In resolving issue four, the Supreme Court held that a trial conducted based on an Originating Summons is by affidavit evidence and the averments in an affidavit, not challenged, are deemed admitted and the court is entitled to act on them. Any objection to documents attached to the supporting affidavit could only be raised at the hearing of the suit. In this instance however, since the Appellant did not raise an objection during trial, the affidavit and the documents thereto stood unchallenged and uncontroverted, and the trial court was entitled to rely on them.

On issue two, Their Lordships held that the declarations made by the lower court were in line with the reliefs sought and the aspects of the Order complained of are in the nature of consequential orders naturally flowing from the declarations made and are intended to give effect to the judgement. The court relied on U.O.O. NIGERIA PLC v. MR. MARIBE OKAFOR & ORS (2020) (SC) and Section 150(1), Section 287(2) of the 1999 Constitution. Section 287(2) provides that “The decisions of the Court of Appeal shall be enforced in any part of the Federation by all authorities and persons and by the Courts with subordinate jurisdiction to the Court of Appeal.” The court noted that it was indeed highly reprehensible for the Chief Law Officer of the Federation to counsel disobedience to any judgement at all, talk less of a judgement from which there is no further right of appeal. The Supreme Court also affirmed the decision of the court below that the order made, though not specifically asked for, is a consequential Order flowing naturally from the resolution of the questions for determination in the 1st Respondent’s favour and the grant of his reliefs. The court has a duty to use its powers to do justice in the case where an attempt to subvert the administration of justice has occurred. It was within the court’s power to make consequential Order referring the Appellant to the NBA for disciplinary action having regard to his condemnable conduct which is against the ethics of the profession and in breach of the Rules of Professional Conduct for Legal Practitioners, 2007. By Rule 30 thereof, “A lawyer is an officer of the court and accordingly, he shall not do any act or conduct himself in any manner that may obstruct, delay or adversely affect the administration of justice.”

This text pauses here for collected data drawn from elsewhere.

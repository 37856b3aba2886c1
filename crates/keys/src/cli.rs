use std::time::Duration;

use clap::Args;

use crate::{DEFAULT_GENKEYS, DEFAULT_TIMEOUT_SECS};

#[derive(Args, Clone, Debug)]
pub struct GeneratorArgs {
    /// Location of genkeys program
    #[arg(long, env = "YGG_GENKEYS", default_value = DEFAULT_GENKEYS)]
    pub genkeys: String,

    /// Time to generate keys in seconds
    #[arg(long, env = "YGG_GENKEYS_TIMEOUT", default_value_t = DEFAULT_TIMEOUT_SECS)]
    pub timeout: u64,
}

impl GeneratorArgs {
    pub fn timeout(&self) -> Duration {
        Duration::from_secs(self.timeout)
    }
}
//! Closure refresher.
//!
//! Runs once per cycle after ingestion and is the only component that closes
//! postings authoritatively: by expired deadline, or by a liveness probe that
//! reports the posting URL gone. Anything short of a positive closure signal
//! (success, timeout, transport error, non-404 status) leaves the posting
//! open. The transition is one-way; reopening never happens here.

use std::time::Duration;

use anyhow::Result;
use chrono::{NaiveDate, Utc};
use metrics::counter;
use tracing::{debug, warn};

use crate::fetch::Fetcher;
use crate::store::{CloseReason, PostingStore};

pub const PROBE_TIMEOUT: Duration = Duration::from_secs(10);

/// Re-evaluate every open posting; returns how many were closed.
pub async fn refresh_closures(
    store: &dyn PostingStore,
    fetcher: &dyn Fetcher,
    today: NaiveDate,
) -> Result<usize> {
    let open = store.open_postings().await?;
    let mut closed = 0usize;

    for posting in open {
        let reason = match posting.scadenza {
            Some(deadline) if deadline < today => Some(CloseReason::DeadlinePassed),
            _ => match fetcher.head_status(&posting.url, PROBE_TIMEOUT).await {
                Ok(404) => Some(CloseReason::NotFound),
                Ok(_) | Err(_) => None,
            },
        };

        let Some(reason) = reason else { continue };
        if let Err(e) = store.mark_closed(posting.id, reason, Utc::now()).await {
            warn!(id = posting.id, error = ?e, "failed to mark posting closed");
            continue;
        }
        debug!(id = posting.id, reason = reason.as_str(), "posting closed");
        counter!("refresh_closed_total").increment(1);
        closed += 1;
    }

    Ok(closed)
}
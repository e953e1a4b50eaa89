// tests/feed_parse.rs
// RSS fixture parsing: titles, links, stripped summaries, timestamps.

use interpelli_ingest::retrieve::feed::parse_feed;

const ALBO_XML: &str = include_str!("fixtures/albo_rss.xml");

#[test]
fn fixture_feed_parses_all_items() {
    let entries = parse_feed(ALBO_XML).unwrap();
    assert_eq!(entries.len(), 3);

    let first = &entries[0];
    assert_eq!(
        first.title,
        "Interpello nazionale per supplenza classe di concorso A-22"
    );
    assert_eq!(first.link, "https://icleopardi.edu.it/albo/interpello-a22");
    assert!(first.summary.contains("supplenza breve"));
    assert!(
        !first.summary.contains('<'),
        "summary must be HTML-stripped: {}",
        first.summary
    );
    let published = first.published.expect("pubDate parses");
    assert_eq!(published.to_rfc3339(), "2025-06-02T06:30:00+00:00");
}

#[test]
fn malformed_xml_is_an_error_not_a_panic() {
    assert!(parse_feed("questo non è xml").is_err());
}
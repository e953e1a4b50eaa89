//! PostgreSQL store.

use anyhow::{Context, Result};
use async_trait::async_trait;
use chrono::{DateTime, Utc};
use sqlx::postgres::{PgPool, PgPoolOptions};
use sqlx::Row;

use super::{CloseReason, NewPosting, OpenPosting, PostingStore};

pub struct PgStore {
    pool: PgPool,
}

impl PgStore {
    pub async fn connect(database_url: &str) -> Result<Self> {
        let pool = PgPoolOptions::new()
            .max_connections(10)
            .connect(database_url)
            .await
            .context("connecting to postgres")?;
        Ok(Self { pool })
    }

    pub fn from_pool(pool: PgPool) -> Self {
        Self { pool }
    }

    pub async fn run_migrations(&self) -> Result<()> {
        sqlx::migrate!("./migrations")
            .run(&self.pool)
            .await
            .context("running migrations")?;
        Ok(())
    }
}

#[async_trait]
impl PostingStore for PgStore {
    async fn upsert(&self, p: &NewPosting) -> Result<()> {
        sqlx::query(
            r#"
            INSERT INTO interpello (
                source_name, source_url, url, title, abstract, regione, provincia,
                comune, scuola, classe, categorie, is_open, scadenza, pubblicato_il, allegati
            ) VALUES ($1, $2, $3, $4, $5, $6, $7, $8, $9, $10, $11, $12, $13, $14, $15)
            ON CONFLICT (url) DO UPDATE SET
                title = EXCLUDED.title,
                abstract = EXCLUDED.abstract,
                categorie = EXCLUDED.categorie,
                scadenza = EXCLUDED.scadenza,
                pubblicato_il = EXCLUDED.pubblicato_il,
                is_open = CASE
                    WHEN interpello.closed_reason IS NOT NULL THEN interpello.is_open
                    ELSE EXCLUDED.is_open
                END
            "#,
        )
        .bind(&p.source_name)
        .bind(&p.source_url)
        .bind(&p.url)
        .bind(&p.title)
        .bind(&p.abstract_text)
        .bind(&p.regione)
        .bind(&p.provincia)
        .bind(&p.comune)
        .bind(&p.scuola)
        .bind(&p.classe)
        .bind(&p.categorie)
        .bind(p.is_open)
        .bind(p.scadenza)
        .bind(p.pubblicato_il)
        .bind(serde_json::to_value(&p.allegati)?)
        .execute(&self.pool)
        .await
        .with_context(|| format!("upserting posting {}", p.url))?;
        Ok(())
    }

    async fn open_postings(&self) -> Result<Vec<OpenPosting>> {
        let rows = sqlx::query("SELECT id, url, scadenza FROM interpello WHERE is_open = TRUE")
            .fetch_all(&self.pool)
            .await
            .context("loading open postings")?;
        Ok(rows
            .into_iter()
            .map(|r| OpenPosting {
                id: r.get("id"),
                url: r.get("url"),
                scadenza: r.get("scadenza"),
            })
            .collect())
    }

    async fn mark_closed(&self, id: i64, reason: CloseReason, when: DateTime<Utc>) -> Result<()> {
        sqlx::query(
            "UPDATE interpello SET is_open = FALSE, closed_reason = $1, closed_at = $2 WHERE id = $3",
        )
        .bind(reason.as_str())
        .bind(when)
        .bind(id)
        .execute(&self.pool)
        .await
        .with_context(|| format!("marking posting {id} closed"))?;
        Ok(())
    }
}
//! Normalization of raw candidates into the canonical posting shape.

use crate::retrieve::RawCandidate;
use crate::sources::Source;
use crate::store::NewPosting;

pub const MAX_TITLE_CHARS: usize = 500;
pub const MAX_ABSTRACT_CHARS: usize = 3000;
pub const FALLBACK_TITLE: &str = "Avviso";

/// Map one candidate plus its source into a posting ready for upsert.
///
/// Deadline extraction from free text is not attempted; `scadenza` stays
/// unset until some future enrichment fills it.
pub fn to_posting(candidate: &RawCandidate, source: &Source) -> NewPosting {
    let title = truncate_chars(candidate.title.trim(), MAX_TITLE_CHARS);
    NewPosting {
        source_name: if source.name.is_empty() {
            source.base_url.clone()
        } else {
            source.name.clone()
        },
        source_url: source.base_url.clone(),
        url: candidate.url.clone(),
        title: if title.is_empty() {
            FALLBACK_TITLE.to_string()
        } else {
            title
        },
        abstract_text: truncate_chars(&candidate.summary, MAX_ABSTRACT_CHARS),
        regione: source.regione.clone(),
        provincia: source.provincia.clone(),
        comune: source.comune.clone(),
        scuola: source.name.clone(),
        classe: None,
        categorie: candidate.categorie.clone(),
        is_open: candidate.is_open,
        scadenza: None,
        pubblicato_il: candidate.published,
        allegati: Vec::new(),
    }
}

/// Char-safe truncation; byte slicing would split multibyte Italian text.
pub fn truncate_chars(s: &str, max: usize) -> String {
    s.chars().take(max).collect()
}

#[cfg(test)]
mod tests {
    use super::*;
    use crate::sources::SourceTier;

    fn source() -> Source {
        Source {
            name: "IC Leopardi".into(),
            base_url: "https://icleopardi.edu.it".into(),
            rss_url: None,
            regione: "Marche".into(),
            provincia: "AN".into(),
            comune: "Ancona".into(),
            tier: SourceTier::Scuola,
        }
    }

    fn candidate() -> RawCandidate {
        RawCandidate {
            url: "https://icleopardi.edu.it/albo/1".into(),
            title: "  Interpello docenti  ".into(),
            summary: "Supplenza breve A-22".into(),
            published: None,
            categorie: vec!["interpello".into()],
            is_open: true,
        }
    }

    #[test]
    fn copies_location_and_trims_title() {
        let p = to_posting(&candidate(), &source());
        assert_eq!(p.title, "Interpello docenti");
        assert_eq!(p.regione, "Marche");
        assert_eq!(p.scuola, "IC Leopardi");
        assert!(p.scadenza.is_none());
        assert!(p.allegati.is_empty());
    }

    #[test]
    fn empty_title_gets_fallback() {
        let mut c = candidate();
        c.title = "   ".into();
        let p = to_posting(&c, &source());
        assert_eq!(p.title, FALLBACK_TITLE);
    }

    #[test]
    fn long_fields_are_truncated_on_char_boundaries() {
        let mut c = candidate();
        c.title = "è".repeat(600);
        c.summary = "à".repeat(4000);
        let p = to_posting(&c, &source());
        assert_eq!(p.title.chars().count(), MAX_TITLE_CHARS);
        assert_eq!(p.abstract_text.chars().count(), MAX_ABSTRACT_CHARS);
    }
}
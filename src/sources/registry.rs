//! Bulk school registry.
//!
//! The ministry open-data anagrafe ships one CSV row per school. Column names
//! have drifted across dataset vintages, so every field reads an ordered list
//! of candidate headers. Rows without a usable absolute website URL are
//! dropped.

use std::collections::HashMap;
use std::time::Duration;

use anyhow::{Context, Result};

use super::{Source, SourceTier};
use crate::fetch::Fetcher;

pub const REGISTRY_CSV_URL: &str =
    "https://dati.istruzione.it/opendata/opendata/catalogo/elements1/leaf/SCUANAGRAFESTAT20252620250901.csv";

const FETCH_TIMEOUT: Duration = Duration::from_secs(120);

const FALLBACK_SCHOOL_NAME: &str = "Istituto Scolastico";

/// Fetch and parse the registry dataset into tier-3 sources.
pub async fn load_schools(fetcher: &dyn Fetcher) -> Result<Vec<Source>> {
    let page = fetcher
        .get(REGISTRY_CSV_URL, FETCH_TIMEOUT)
        .await
        .context("fetching school registry csv")?;
    if page.status != 200 {
        anyhow::bail!("school registry returned status {}", page.status);
    }
    parse_registry(&page.body)
}

/// Parse registry CSV text. Malformed rows are skipped, not fatal.
pub fn parse_registry(csv_text: &str) -> Result<Vec<Source>> {
    let mut reader = csv::ReaderBuilder::new()
        .flexible(true)
        .from_reader(csv_text.as_bytes());
    let headers = reader.headers().context("reading registry csv header")?;
    let index: HashMap<String, usize> = headers
        .iter()
        .enumerate()
        .map(|(i, h)| (h.trim().to_string(), i))
        .collect();

    let field = |record: &csv::StringRecord, names: &[&str]| -> String {
        for name in names {
            if let Some(&i) = index.get(*name) {
                if let Some(v) = record.get(i) {
                    let v = v.trim();
                    if !v.is_empty() {
                        return v.to_string();
                    }
                }
            }
        }
        String::new()
    };

    let mut out = Vec::new();
    for record in reader.records() {
        let record = match record {
            Ok(r) => r,
            Err(_) => continue,
        };
        let url = field(&record, &["SitoWebScuola", "SitoWeb"]);
        if !url.starts_with("http") {
            continue;
        }
        let name = {
            let n = field(
                &record,
                &["DenominazioneIstitutoRiferimento", "DenominazioneScuola"],
            );
            if n.is_empty() {
                FALLBACK_SCHOOL_NAME.to_string()
            } else {
                n
            }
        };
        out.push(Source {
            name,
            base_url: url,
            rss_url: None,
            regione: field(&record, &["Regione", "DescrizioneRegione"]),
            provincia: field(&record, &["Provincia", "DescrizioneProvincia"]),
            comune: field(&record, &["DescrizioneComune", "Comune"]),
            tier: SourceTier::Scuola,
        });
    }
    Ok(out)
}
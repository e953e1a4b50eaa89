//! Per-source content retrieval.
//!
//! Strategy chain, first success wins: explicit feed URL, then conventional
//! feed paths probed in order, then a plain scrape of the base page's
//! anchors. Every failure is contained at source granularity and degrades to
//! an empty candidate list.

pub mod feed;
pub mod page;

use chrono::{DateTime, Utc};
use metrics::counter;
use once_cell::sync::OnceCell;
use regex::Regex;
use tracing::warn;

use crate::classify;
use crate::fetch::Fetcher;
use crate::sources::Source;

/// Cap on feed-derived candidates per source.
pub const MAX_FEED_ITEMS: usize = 30;
/// Cap on link-scrape candidates per source.
pub const MAX_PAGE_LINKS: usize = 25;

/// One unnormalized extraction result, paired with its Source downstream.
#[derive(Debug, Clone)]
pub struct RawCandidate {
    pub url: String,
    pub title: String,
    pub summary: String,
    pub published: Option<DateTime<Utc>>,
    pub categorie: Vec<String>,
    pub is_open: bool,
}

/// Retrieve candidates for one source. Never fails; errors degrade to empty.
pub async fn retrieve_source(fetcher: &dyn Fetcher, source: &Source) -> Vec<RawCandidate> {
    match fetch_candidates(fetcher, source).await {
        Ok(items) => {
            counter!("ingest_candidates_total").increment(items.len() as u64);
            items
        }
        Err(e) => {
            warn!(source = %source.name, error = ?e, "retrieval failed");
            counter!("ingest_source_errors_total").increment(1);
            Vec::new()
        }
    }
}

async fn fetch_candidates(
    fetcher: &dyn Fetcher,
    source: &Source,
) -> anyhow::Result<Vec<RawCandidate>> {
    if let Some(xml) = feed::fetch_feed(fetcher, source).await {
        // A feed was obtained: it is the sole strategy, even if it turns out
        // to hold nothing usable.
        let entries = feed::parse_feed(&xml)?;
        let items = entries
            .into_iter()
            .take(MAX_FEED_ITEMS)
            .map(|entry| {
                let text = format!("{} {}", entry.title, entry.summary);
                RawCandidate {
                    url: entry.link,
                    title: entry.title,
                    summary: entry.summary,
                    published: entry.published,
                    categorie: classify::extract_categories(&text),
                    is_open: !classify::is_closed_text(&text),
                }
            })
            .collect();
        return Ok(items);
    }
    page::scrape_links(fetcher, source).await
}

/// Strip tags and entities from feed HTML fragments, collapsing whitespace.
pub fn strip_html(s: &str) -> String {
    let decoded = html_escape::decode_html_entities(s).to_string();

    static RE_TAGS: OnceCell<Regex> = OnceCell::new();
    let re_tags = RE_TAGS.get_or_init(|| Regex::new(r"(?is)</?[^>]+>").expect("tag regex"));
    let stripped = re_tags.replace_all(&decoded, " ");

    static RE_WS: OnceCell<Regex> = OnceCell::new();
    let re_ws = RE_WS.get_or_init(|| Regex::new(r"\s+").expect("ws regex"));
    re_ws.replace_all(&stripped, " ").trim().to_string()
}

#[cfg(test)]
mod tests {
    use super::*;

    #[test]
    fn strip_html_removes_tags_and_entities() {
        let s = "<p>Avviso&nbsp;di <b>interpello</b></p>";
        assert_eq!(strip_html(s), "Avviso di interpello");
    }

    #[test]
    fn strip_html_collapses_whitespace() {
        assert_eq!(strip_html("  a \n\t b  "), "a b");
    }
}
//! Territorial-office discovery.
//!
//! Scans a seed authority's landing page for anchors whose text mentions a
//! territorial office (UST/ATP) and whose href is already absolute. Discovered
//! offices inherit the parent's region; province and municipality stay empty.

use std::time::Duration;

use anyhow::{Context, Result};
use scraper::{Html, Selector};
use tracing::warn;

use super::{Source, SourceTier};
use crate::fetch::Fetcher;

const OFFICE_MARKERS: &[&str] = &["ufficio scolastico territoriale", "ust", "atp"];
const FETCH_TIMEOUT: Duration = Duration::from_secs(20);

/// Discover territorial offices linked from a seed's landing page.
///
/// Any fetch or parse problem yields zero discoveries for this seed, never a
/// cycle abort.
pub async fn discover_territorial_offices(fetcher: &dyn Fetcher, seed: &Source) -> Vec<Source> {
    match fetch_and_scan(fetcher, seed).await {
        Ok(found) => found,
        Err(e) => {
            warn!(seed = %seed.name, error = ?e, "territorial office discovery failed");
            Vec::new()
        }
    }
}

async fn fetch_and_scan(fetcher: &dyn Fetcher, seed: &Source) -> Result<Vec<Source>> {
    let page = fetcher
        .get(&seed.base_url, FETCH_TIMEOUT)
        .await
        .context("fetching seed landing page")?;
    if page.status != 200 {
        return Ok(Vec::new());
    }
    Ok(scan_anchors(&page.body, seed))
}

/// Extract office sources from landing-page HTML. Pure so tests can feed
/// fixture pages.
pub fn scan_anchors(html: &str, seed: &Source) -> Vec<Source> {
    let document = Html::parse_document(html);
    let anchors = match Selector::parse("a") {
        Ok(s) => s,
        Err(_) => return Vec::new(),
    };

    let mut out = Vec::new();
    for el in document.select(&anchors) {
        let href = el.value().attr("href").unwrap_or_default();
        let text = el.text().collect::<Vec<_>>().join(" ");
        let folded = text.to_lowercase();
        if !href.starts_with("http") {
            continue;
        }
        if !OFFICE_MARKERS.iter().any(|k| folded.contains(k)) {
            continue;
        }
        let name = text.split_whitespace().collect::<Vec<_>>().join(" ");
        out.push(Source {
            name: if name.is_empty() { "UST".to_string() } else { name },
            base_url: href.to_string(),
            rss_url: None,
            regione: seed.regione.clone(),
            provincia: String::new(),
            comune: String::new(),
            tier: SourceTier::Ust,
        });
    }
    out
}
use bitflags::bitflags;

use crate::proto;

#[rustfmt::skip]
bitflags! {
  pub struct NodeCapabilities: u32 {
    const STAGE_UNSTAGE_VOLUME         = 0b_0000_0000_0000_0001;
    const GET_VOLUME_STATS             = 0b_0000_0000_0000_0010;
    const EXPAND_VOLUME                = 0b_0000_0000_0000_0100;
    const VOLUME_CONDITION             = 0b_0000_0000_0000_1000;
  }
}

use proto::node_service_capability::rpc::Type;

const RPC_TYPES: [(NodeCapabilities, Type); 4] = [
  (NodeCapabilities::STAGE_UNSTAGE_VOLUME, Type::StageUnstageVolume),
  (NodeCapabilities::GET_VOLUME_STATS, Type::GetVolumeStats),
  (NodeCapabilities::EXPAND_VOLUME, Type::ExpandVolume),
  (NodeCapabilities::VOLUME_CONDITION, Type::VolumeCondition),
];

impl From<NodeCapabilities> for proto::NodeGetCapabilitiesResponse {
  fn from(value: NodeCapabilities) -> Self {
    let capabilities = RPC_TYPES
      .iter()
      .filter(|(flag, _)| value.contains(*flag))
      .map(|(_, ty)| proto::NodeServiceCapability {
        r#type: Some(proto::node_service_capability::Type::Rpc(
          proto::node_service_capability::Rpc { r#type: *ty as i32 },
        )),
      })
      .collect();

    proto::NodeGetCapabilitiesResponse { capabilities }
  }
}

Resolving the fifth issue, the Supreme Court held that its decision in NURSING AND MIDWIFERY COUNCIL OF NIGERIA v. PATRICK OGU & ANOR (2019) LPELR-53899 (SC) is apt here. The court held that pleadings in this case support the award of exemplary damages against the Defendants, having established unconstitutional acts committed by the writing of letters to the President of the Court of Appeal, the Speaker of the House of Representatives and the Chairman of INEC, advising them to disregard Orders made by the Court of Appeal, in flagrant breach of Section 287(2) of the 1999 Constitution which the Appellant swore to uphold, and Section 246(3) thereof.

Appeal dismissed.


Okon N. Efut with Victor Ogbonna, John Bosco Bakong and Jacob M. Jacob-Duke for the Appellant.

Uwemedimo Nwoko, SAN with Itibe Nwoko and O.D. Pius for the 1st Respondent.